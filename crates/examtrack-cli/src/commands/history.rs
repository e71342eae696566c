//! The `examtrack history` command.

use std::path::PathBuf;

use anyhow::{Context, Result};
use comfy_table::{Cell, Table};

use examtrack_store as store;

pub fn execute(data: PathBuf, test: Option<String>) -> Result<()> {
    let snapshot = store::load_or_default(&data)
        .with_context(|| format!("failed to load snapshot: {}", data.display()))?;

    let mut attempts = snapshot.attempts;
    if let Some(test_id) = &test {
        attempts.retain(|a| &a.test_id == test_id);
    }
    attempts.sort_by(|a, b| b.started_at.cmp(&a.started_at));

    if attempts.is_empty() {
        match test {
            Some(test_id) => println!("No attempts recorded for test {test_id}."),
            None => println!("No attempts recorded."),
        }
        return Ok(());
    }

    let mut table = Table::new();
    table.set_header(vec!["Started", "Test", "Name", "Answers", "Status"]);
    for attempt in &attempts {
        let name = attempt.custom_name.as_deref().unwrap_or("-");
        let status = if attempt.completed {
            "completed"
        } else {
            "in progress"
        };
        table.add_row(vec![
            Cell::new(attempt.started_at.format("%Y-%m-%d %H:%M")),
            Cell::new(&attempt.test_id),
            Cell::new(name),
            Cell::new(attempt.answers.len()),
            Cell::new(status),
        ]);
    }
    println!("{table}");
    println!("{} attempt(s).", attempts.len());

    Ok(())
}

---

### THE TASK:
Return all lines from the entries that contain the string "store".

### RESPONSE TO THE EXERCISE:
use examtrack_store as store;
    let snapshot = store::load_or_default(&data)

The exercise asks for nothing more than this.